Un’importante scoperta che farà molto discutere. Nelle aree in cui sono rimaste aperte le fabbriche nonostante il lockdown, la terra ha continuato a tremare.
A differenza di tutto il resto d’Italia, dove con il blocco delle attività produttive il rumore sismico prodotto dall’uomo si è annullato. Il blocco dovuto alla crisi del Coronavirus, in parallelo al mancato fermo delle attività industriali, ha così di fatto avuto importanti ripercussioni sui sismografi dell’Istituto Italiano di Geofisica e Vulcanologia.
Sarebbe infatti accadute che in alcune zone d’Italia i ricercatori hanno rilevato un continuo rumore sismico. In particolare, in quelle di maggiore industrializzazione in cui vi sono quelle attività ritenute dal Governo “strategiche” durante la pandemia. A differenza di tutto il resto d’Italia. Dove nel periodo di cessazione delle attività industriali il “rumore sismico di origine antropica” ha fatto registrare un’importante riduzione.
Lo spiega lo studio, pubblicato sulla rivista ‘Scientific Reports’ di Nature, intitolato “COVID-19 lockdown and its latency in Northern Italy: seismic evidence and socio-economic interpretation”. A condurre la ricerca, che ha richiesto sei settimane di lavoro, un gruppo di ricercatori dell’Istituto Nazionale di Geofisica e Vulcanologia (INGV) e del Dipartimento di Economia e Management dell’Università di Ferrara (DEM-UNIFE).

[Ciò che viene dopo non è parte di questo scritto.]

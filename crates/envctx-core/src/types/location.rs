//! Location hint (client input) and resolved location.

use serde::{Deserialize, Serialize};

/// Optional, possibly partial location supplied by a client.
#[derive(Clone, Debug, Default, PartialEq, Serialize, Deserialize)]
#[serde(rename_all = "camelCase")]
pub struct LocationHint {
    /// City name.
    #[serde(default)]
    pub city: Option<String>,
    /// ISO-3166-1 alpha-2 country code (e.g. `"DE"`).
    #[serde(default)]
    pub country_code: Option<String>,
    /// ISO-3166-2 region code (e.g. `"DE-BW"`).
    #[serde(default)]
    pub region: Option<String>,
    /// Latitude in decimal degrees.
    #[serde(default)]
    pub lat: Option<f64>,
    /// Longitude in decimal degrees.
    #[serde(default)]
    pub lon: Option<f64>,
}

impl LocationHint {
    /// Whether both coordinates are present.
    pub fn has_coordinates(&self) -> bool {
        self.lat.is_some() && self.lon.is_some()
    }
}

/// A location guaranteed to carry coordinates.
#[derive(Clone, Debug, PartialEq, Serialize, Deserialize)]
#[serde(rename_all = "camelCase")]
pub struct ResolvedLocation {
    /// Latitude in decimal degrees.
    pub lat: f64,
    /// Longitude in decimal degrees.
    pub lon: f64,
    /// City name.
    pub city: Option<String>,
    /// ISO-3166-1 alpha-2 country code.
    pub country_code: Option<String>,
    /// ISO-3166-2 region code.
    pub region: Option<String>,
}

Il periodo interessato dallo studio è stato quello che ha preceduto il lockdown, nel quale è stato definito uno standard di riferimento. Poi le successive quattro settimane, in cui hanno avuto luogo le misure di emergenza sanitaria, in cui si sono limitati gli spostamenti e chiuse le attività produttive e commerciali.
Il ricercatore dell’INGV Davide Piccinini, primo autore dello studio, ha spiegato che “abbiamo potuto osservare, in alcune aree, una repentina diminuzione del rumore sismico di origine antropica che, tuttavia, non mostrava una distribuzione omogenea sul territorio, evidenziando differenze macroscopiche tra le diverse stazioni esaminate”.
Una volta incrociati tutti i dati disponibili, tra cui quelli dell’andamento del rumore sismico in relazione sull’andamento del rumore sismico, si è quindi notata l’assenza diminuzione del rumore in quelle aree dove le fabbriche sono rimaste aperte durante le settimane di lockdown.
I ricercatori, attraverso l’elaborazione di mappe 2D, hanno trovato un andamento ricorrente di queste “discrepanze”. “In alcune aree della Pianura Padana, ad esempio, vi erano gruppi di stazioni sismiche che mostravano la stessa ‘anomalia’. A indicare un fenomeno significativo”, ha spiegato Marco Olivieri, ricercatore dell’INGV e co-autore dell’articolo.
Così sono entrati in campo alcuni economisti per provare a elaborare i dati a disposizione. Che hanno evidenziato l’importante correlazione tra la presenza di distretti produttivi attivi nelle settimane di lockdown e la continuazione del rumore sismico prodotto dalle attività umane.
Giorgio Prodi e Federico Frattini, docenti del Dipartimento di Economia e Management dell’Università di Ferrara e coautori dell’articolo, hanno così spiegato che “non è stato semplice combinare tra loro basi informative e ambiti scientifici così diversi”. In quanto “è piuttosto insolito trovare in letteratura studi realizzati dalla collaborazione di sismologi ed economisti“.